What is expected: Only lines with the word "ResponseParser" belong in the answer; copy them from the records below.

Data:
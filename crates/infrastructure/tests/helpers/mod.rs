#![allow(dead_code)]

mod mock_server;

pub use mock_server::*;
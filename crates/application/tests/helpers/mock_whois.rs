#![allow(dead_code)]

use async_trait::async_trait;
use ferrous_whois_application::ports::{
    DomainNormalizer, ParserProvider, ResponseParser, WhoisLoader,
};
use ferrous_whois_application::services::TldEndpoint;
use ferrous_whois_domain::{DomainError, DomainInfo, DomainResponse, ParserKind, QueryFormat};
use std::collections::HashMap;
use std::sync::{Arc, Mutex};

type Scripted = Result<String, DomainError>;

/// Loader answering from scripted responses and recording every request.
///
/// Exact `(host, query)` scripts win over per-host scripts; anything
/// unscripted fails with a refused connection.
pub struct MockWhoisLoader {
    by_query: Mutex<HashMap<(String, String), Scripted>>,
    by_host: Mutex<HashMap<String, Scripted>>,
    calls: Mutex<Vec<(String, String)>>,
}

impl MockWhoisLoader {
    pub fn new() -> Self {
        Self {
            by_query: Mutex::new(HashMap::new()),
            by_host: Mutex::new(HashMap::new()),
            calls: Mutex::new(Vec::new()),
        }
    }

    pub fn set_response(&self, host: &str, query: &str, text: &str) {
        self.by_query
            .lock()
            .unwrap()
            .insert((host.to_string(), query.to_string()), Ok(text.to_string()));
    }

    pub fn set_error(&self, host: &str, query: &str, error: DomainError) {
        self.by_query
            .lock()
            .unwrap()
            .insert((host.to_string(), query.to_string()), Err(error));
    }

    pub fn set_host_response(&self, host: &str, text: &str) {
        self.by_host
            .lock()
            .unwrap()
            .insert(host.to_string(), Ok(text.to_string()));
    }

    pub fn set_host_error(&self, host: &str, error: DomainError) {
        self.by_host
            .lock()
            .unwrap()
            .insert(host.to_string(), Err(error));
    }

    pub fn calls(&self) -> Vec<(String, String)> {
        self.calls.lock().unwrap().clone()
    }

    pub fn calls_to(&self, host: &str) -> usize {
        self.calls
            .lock()
            .unwrap()
            .iter()
            .filter(|(h, _)| h == host)
            .count()
    }

    pub fn total_calls(&self) -> usize {
        self.calls.lock().unwrap().len()
    }
}

impl Default for MockWhoisLoader {
    fn default() -> Self {
        Self::new()
    }
}

#[async_trait]
impl WhoisLoader for MockWhoisLoader {
    async fn load_text(&self, host: &str, query: &str) -> Result<String, DomainError> {
        self.calls
            .lock()
            .unwrap()
            .push((host.to_string(), query.to_string()));

        let key = (host.to_string(), query.to_string());
        if let Some(scripted) = self.by_query.lock().unwrap().get(&key) {
            return scripted.clone();
        }
        if let Some(scripted) = self.by_host.lock().unwrap().get(host) {
            return scripted.clone();
        }
        Err(DomainError::TransportConnectionRefused {
            server: host.to_string(),
        })
    }
}

/// Reads `Domain Name:` and `Whois Server:` lines; no domain line means no data.
pub struct FieldParser;

impl ResponseParser for FieldParser {
    fn parse(&self, response: &DomainResponse) -> Option<DomainInfo> {
        let mut info: Option<DomainInfo> = None;
        let mut referral = None;

        for line in response.text.lines() {
            if let Some(value) = line.strip_prefix("Domain Name:") {
                info = Some(DomainInfo::new(value.trim().to_lowercase()));
            } else if let Some(value) = line.strip_prefix("Whois Server:") {
                referral = Some(value.trim().to_string());
            } else if let Some(value) = line.strip_prefix("Registrar:") {
                if let Some(info) = info.as_mut() {
                    info.registrar = Some(value.trim().to_string());
                }
            }
        }

        info.map(|mut info| {
            info.whois_server = referral;
            info
        })
    }
}

pub struct MockParserProvider;

impl ParserProvider for MockParserProvider {
    fn parser_for(&self, _kind: ParserKind) -> Arc<dyn ResponseParser> {
        Arc::new(FieldParser)
    }
}

pub struct LowercaseNormalizer;

impl DomainNormalizer for LowercaseNormalizer {
    fn to_ascii(&self, domain: &str) -> Result<String, DomainError> {
        let domain = domain.trim().trim_end_matches('.').to_lowercase();
        if domain.is_empty() {
            return Err(DomainError::InvalidDomainName("empty domain".to_string()));
        }
        Ok(domain)
    }
}

pub fn endpoint(zone: &str, host: &str) -> Arc<TldEndpoint> {
    Arc::new(TldEndpoint::new(
        zone,
        host,
        Arc::new(QueryFormat::default()),
        Arc::new(FieldParser),
    ))
}

pub fn centralized_endpoint(zone: &str, host: &str) -> Arc<TldEndpoint> {
    Arc::new(
        TldEndpoint::new(
            zone,
            host,
            Arc::new(QueryFormat::default()),
            Arc::new(FieldParser),
        )
        .with_centralized(true),
    )
}

pub fn registered(domain: &str) -> String {
    format!("Domain Name: {}\r\nRegistrar: Example Registrar\r\n", domain.to_uppercase())
}

pub fn registered_with_referral(domain: &str, referral: &str) -> String {
    format!(
        "Domain Name: {}\r\nWhois Server: {}\r\n",
        domain.to_uppercase(),
        referral
    )
}

pub fn query(domain: &str) -> String {
    format!("{}\r\n", domain)
}

pub fn strict_query(domain: &str) -> String {
    format!("={}\r\n", domain)
}

pub const NO_MATCH: &str = "No match for domain.\r\n";
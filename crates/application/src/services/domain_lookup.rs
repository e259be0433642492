use ferrous_whois_domain::DomainError;
use std::sync::Arc;
use tracing::{debug, instrument};

use super::endpoint::TldEndpoint;
use super::referral_resolver::{ReferralResolver, Resolution};
use super::server_registry::TldServerRegistry;
use crate::ports::DomainNormalizer;

/// Normalizes a domain, picks its endpoints and runs the referral resolver.
pub struct DomainLookupService {
    registry: Arc<TldServerRegistry>,
    resolver: Arc<ReferralResolver>,
    normalizer: Arc<dyn DomainNormalizer>,
}

impl DomainLookupService {
    pub fn new(
        registry: Arc<TldServerRegistry>,
        resolver: Arc<ReferralResolver>,
        normalizer: Arc<dyn DomainNormalizer>,
    ) -> Self {
        Self {
            registry,
            resolver,
            normalizer,
        }
    }

    /// Uses `endpoint` when given, otherwise every endpoint of the most
    /// specific matching zone.
    #[instrument(skip(self, endpoint))]
    pub async fn load_domain_data(
        &self,
        domain: &str,
        endpoint: Option<Arc<TldEndpoint>>,
    ) -> Result<Resolution, DomainError> {
        let domain = self.normalizer.to_ascii(domain)?;

        let endpoints = match endpoint {
            Some(endpoint) => vec![endpoint],
            None => self.registry.match_endpoints(&domain, false)?,
        };

        debug!(
            domain = %domain,
            zones = ?endpoints.iter().map(|e| e.zone.as_ref()).collect::<Vec<_>>(),
            "Resolving domain"
        );

        self.resolver.resolve(&domain, &endpoints).await
    }
}
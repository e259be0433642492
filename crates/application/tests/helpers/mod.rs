#![allow(dead_code)]

mod mock_whois;

pub use mock_whois::*;
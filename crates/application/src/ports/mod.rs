mod domain_normalizer;
mod query_builder;
mod response_parser;
mod whois_loader;

pub use domain_normalizer::DomainNormalizer;
pub use query_builder::QueryBuilder;
pub use response_parser::{ParserProvider, ResponseParser};
pub use whois_loader::WhoisLoader;
use serde::{Deserialize, Serialize};

#[derive(Debug, Clone, Deserialize, Serialize)]
pub struct WhoisConfig {
    /// Connect, write and read timeout of a single query, in seconds
    #[serde(default = "default_timeout_secs")]
    pub timeout_secs: u64,

    /// Upper bound on referral hops followed from one registry
    #[serde(default = "default_max_referral_hops")]
    pub max_referral_hops: usize,

    /// Port used when a host carries no explicit `:port`
    #[serde(default = "default_port")]
    pub default_port: u16,
}

impl Default for WhoisConfig {
    fn default() -> Self {
        Self {
            timeout_secs: default_timeout_secs(),
            max_referral_hops: default_max_referral_hops(),
            default_port: default_port(),
        }
    }
}

fn default_timeout_secs() -> u64 {
    10
}

fn default_max_referral_hops() -> usize {
    3
}

fn default_port() -> u16 {
    43
}
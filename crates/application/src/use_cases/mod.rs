pub mod domains;
pub mod servers;

pub use domains::{CheckAvailabilityUseCase, GetDomainInfoUseCase, LookupDomainUseCase};
pub use servers::ReloadServersUseCase;
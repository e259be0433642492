pub mod errors;
pub mod logging;
pub mod root;
pub mod servers;
pub mod whois;

pub use errors::ConfigError;
pub use logging::LoggingConfig;
pub use root::{CliOverrides, Config};
pub use servers::default_servers;
pub use whois::WhoisConfig;
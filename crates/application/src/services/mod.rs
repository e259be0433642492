pub mod domain_lookup;
pub mod endpoint;
pub mod endpoint_set;
pub mod referral_resolver;
pub mod server_registry;

pub use domain_lookup::DomainLookupService;
pub use endpoint::{build_endpoints, TldEndpoint};
pub use endpoint_set::EndpointSet;
pub use referral_resolver::{ReferralResolver, Resolution, DEFAULT_MAX_REFERRAL_HOPS};
pub use server_registry::TldServerRegistry;
use async_trait::async_trait;
use ferrous_whois_application::ports::WhoisLoader;
use ferrous_whois_domain::DomainError;
use std::io::ErrorKind;
use std::time::Duration;
use tokio::io::{AsyncReadExt, AsyncWriteExt};
use tokio::net::TcpStream;
use tracing::debug;

pub const DEFAULT_WHOIS_PORT: u16 = 43;
const MAX_RESPONSE_SIZE: usize = 1024 * 1024;

/// Plain WHOIS over TCP: write the query, read until the server closes.
pub struct TcpWhoisLoader {
    timeout: Duration,
    default_port: u16,
}

impl TcpWhoisLoader {
    pub fn new(timeout: Duration) -> Self {
        Self {
            timeout,
            default_port: DEFAULT_WHOIS_PORT,
        }
    }

    pub fn with_default_port(mut self, port: u16) -> Self {
        self.default_port = port;
        self
    }

    /// Splits `host`, `host:port` or `[v6]:port` into name and port.
    pub fn split_host<'a>(&self, host: &'a str) -> (&'a str, u16) {
        if let Some(rest) = host.strip_prefix('[') {
            if let Some((addr, tail)) = rest.split_once(']') {
                let port = tail
                    .strip_prefix(':')
                    .and_then(|p| p.parse().ok())
                    .unwrap_or(self.default_port);
                return (addr, port);
            }
        }

        match host.split_once(':') {
            Some((name, port)) if !port.contains(':') => match port.parse() {
                Ok(port) => (name, port),
                Err(_) => (host, self.default_port),
            },
            _ => (host, self.default_port),
        }
    }

    async fn connect(&self, host: &str) -> Result<TcpStream, DomainError> {
        let (name, port) = self.split_host(host);

        let stream = tokio::time::timeout(self.timeout, TcpStream::connect((name, port)))
            .await
            .map_err(|_| DomainError::TransportTimeout {
                server: host.to_string(),
            })?
            .map_err(|e| map_io_error(host, e))?;

        stream
            .set_nodelay(true)
            .map_err(|e| DomainError::IoError(format!("Failed to set TCP_NODELAY on {}: {}", host, e)))?;

        Ok(stream)
    }
}

#[async_trait]
impl WhoisLoader for TcpWhoisLoader {
    async fn load_text(&self, host: &str, query: &str) -> Result<String, DomainError> {
        let mut stream = self.connect(host).await?;

        tokio::time::timeout(self.timeout, async {
            stream.write_all(query.as_bytes()).await?;
            stream.flush().await
        })
        .await
        .map_err(|_| DomainError::TransportTimeout {
            server: host.to_string(),
        })?
        .map_err(|e| map_io_error(host, e))?;

        debug!(server = %host, query_len = query.len(), "WHOIS query sent");

        let mut response = Vec::new();
        tokio::time::timeout(
            self.timeout,
            (&mut stream)
                .take(MAX_RESPONSE_SIZE as u64)
                .read_to_end(&mut response),
        )
        .await
        .map_err(|_| DomainError::TransportTimeout {
            server: host.to_string(),
        })?
        .map_err(|e| map_io_error(host, e))?;

        debug!(server = %host, response_len = response.len(), "WHOIS response received");

        Ok(String::from_utf8_lossy(&response).into_owned())
    }
}

fn map_io_error(host: &str, error: std::io::Error) -> DomainError {
    let server = host.to_string();
    match error.kind() {
        ErrorKind::ConnectionRefused => DomainError::TransportConnectionRefused { server },
        ErrorKind::ConnectionReset | ErrorKind::ConnectionAborted | ErrorKind::BrokenPipe => {
            DomainError::TransportConnectionReset { server }
        }
        ErrorKind::TimedOut => DomainError::TransportTimeout { server },
        _ => DomainError::IoError(format!("{}: {}", host, error)),
    }
}
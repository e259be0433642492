use thiserror::Error;

#[derive(Error, Debug, Clone)]
pub enum DomainError {
    #[error("Invalid domain name: {0}")]
    InvalidDomainName(String),

    #[error("No servers matched for domain '{0}'")]
    ServerMismatch(String),

    #[error("Connection to {host} failed: {source}")]
    ConnectionFailure {
        host: String,
        #[source]
        source: Box<DomainError>,
    },

    #[error("Transport timeout connecting to {server}")]
    TransportTimeout { server: String },

    #[error("Transport connection refused by {server}")]
    TransportConnectionRefused { server: String },

    #[error("Transport connection reset by {server}")]
    TransportConnectionReset { server: String },

    #[error("I/O error: {0}")]
    IoError(String),

    #[error("Configuration error: {0}")]
    ConfigError(String),
}

impl DomainError {
    /// Wraps a transport error as the failure surfaced for `host`.
    ///
    /// An error that already is a `ConnectionFailure` is returned unchanged.
    pub fn into_connection_failure(self, host: &str) -> Self {
        match self {
            err @ DomainError::ConnectionFailure { .. } => err,
            other => DomainError::ConnectionFailure {
                host: host.to_string(),
                source: Box::new(other),
            },
        }
    }

    pub fn is_connection_failure(&self) -> bool {
        matches!(self, DomainError::ConnectionFailure { .. })
    }

    pub fn is_transport(&self) -> bool {
        matches!(
            self,
            DomainError::TransportTimeout { .. }
                | DomainError::TransportConnectionRefused { .. }
                | DomainError::TransportConnectionReset { .. }
                | DomainError::IoError(_)
                | DomainError::ConnectionFailure { .. }
        )
    }
}
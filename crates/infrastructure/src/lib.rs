//! Ferrous WHOIS Infrastructure Layer
pub mod whois;
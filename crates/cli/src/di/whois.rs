use ferrous_whois_application::services::{
    build_endpoints, DomainLookupService, ReferralResolver, TldEndpoint, TldServerRegistry,
};
use ferrous_whois_domain::{Config, WhoisServer};
use ferrous_whois_infrastructure::whois::{IdnaNormalizer, ParserRegistry, TcpWhoisLoader};
use std::sync::Arc;
use std::time::Duration;
use tracing::info;

pub struct WhoisServices {
    pub registry: Arc<TldServerRegistry>,
    pub parsers: Arc<ParserRegistry>,
    pub lookup: Arc<DomainLookupService>,
}

impl WhoisServices {
    pub fn new(config: &Config) -> Self {
        let parsers = Arc::new(ParserRegistry::new());
        let registry = Arc::new(TldServerRegistry::new(build_endpoints(
            &config.servers,
            parsers.as_ref(),
        )));

        let loader = Arc::new(
            TcpWhoisLoader::new(Duration::from_secs(config.whois.timeout_secs))
                .with_default_port(config.whois.default_port),
        );
        let resolver = Arc::new(
            ReferralResolver::new(loader).with_max_referral_hops(config.whois.max_referral_hops),
        );
        let lookup = Arc::new(DomainLookupService::new(
            registry.clone(),
            resolver,
            Arc::new(IdnaNormalizer::new()),
        ));

        info!(
            servers = config.servers.len(),
            timeout_secs = config.whois.timeout_secs,
            max_referral_hops = config.whois.max_referral_hops,
            "WHOIS services initialized"
        );

        Self {
            registry,
            parsers,
            lookup,
        }
    }

    /// Single endpoint for `host`, used instead of zone matching.
    pub fn ad_hoc_endpoint(&self, domain: &str, host: &str) -> Arc<TldEndpoint> {
        let zone = domain
            .trim()
            .trim_end_matches('.')
            .split_once('.')
            .map(|(_, zone)| zone)
            .unwrap_or(domain);

        Arc::new(TldEndpoint::from_server(
            &WhoisServer::new(zone, host),
            self.parsers.as_ref(),
        ))
    }
}
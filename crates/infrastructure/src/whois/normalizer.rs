use ferrous_whois_application::ports::DomainNormalizer;
use ferrous_whois_domain::DomainError;
use url::Host;

/// Converts user input to the lower-case punycode form registries expect.
#[derive(Debug, Default, Clone, Copy)]
pub struct IdnaNormalizer;

impl IdnaNormalizer {
    pub fn new() -> Self {
        Self
    }
}

impl DomainNormalizer for IdnaNormalizer {
    fn to_ascii(&self, domain: &str) -> Result<String, DomainError> {
        let trimmed = domain.trim().trim_end_matches('.');
        if trimmed.is_empty() {
            return Err(DomainError::InvalidDomainName(domain.to_string()));
        }

        match Host::parse(trimmed) {
            Ok(Host::Domain(ascii)) => Ok(ascii),
            Ok(_) => Err(DomainError::InvalidDomainName(format!(
                "{} is an IP address",
                trimmed
            ))),
            Err(e) => Err(DomainError::InvalidDomainName(format!("{}: {}", trimmed, e))),
        }
    }
}
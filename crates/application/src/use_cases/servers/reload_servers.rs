use ferrous_whois_domain::{Config, DomainError};
use std::sync::Arc;
use tracing::info;

use crate::ports::ParserProvider;
use crate::services::{build_endpoints, TldServerRegistry};

pub struct ReloadServersUseCase {
    registry: Arc<TldServerRegistry>,
    parsers: Arc<dyn ParserProvider>,
}

impl ReloadServersUseCase {
    pub fn new(registry: Arc<TldServerRegistry>, parsers: Arc<dyn ParserProvider>) -> Self {
        Self { registry, parsers }
    }

    /// Replaces the endpoint set with the servers of `config_path`.
    pub fn execute(&self, config_path: &str) -> Result<usize, DomainError> {
        let config = Config::load(Some(config_path), Default::default())
            .map_err(|e| DomainError::ConfigError(format!("Config load error: {}", e)))?;

        config
            .validate()
            .map_err(|e| DomainError::ConfigError(format!("Config validation error: {}", e)))?;

        let endpoints = build_endpoints(&config.servers, self.parsers.as_ref());
        let count = endpoints.len();
        self.registry.set_servers(endpoints);

        info!(count, "Whois servers reloaded from: {}", config_path);

        Ok(count)
    }
}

Answer below:
    DomainNormalizer, ParserProvider, ResponseParser, WhoisLoader,
impl ResponseParser for FieldParser {
    fn parser_for(&self, _kind: ParserKind) -> Arc<dyn ResponseParser> {
pub use response_parser::{ParserProvider, ResponseParser};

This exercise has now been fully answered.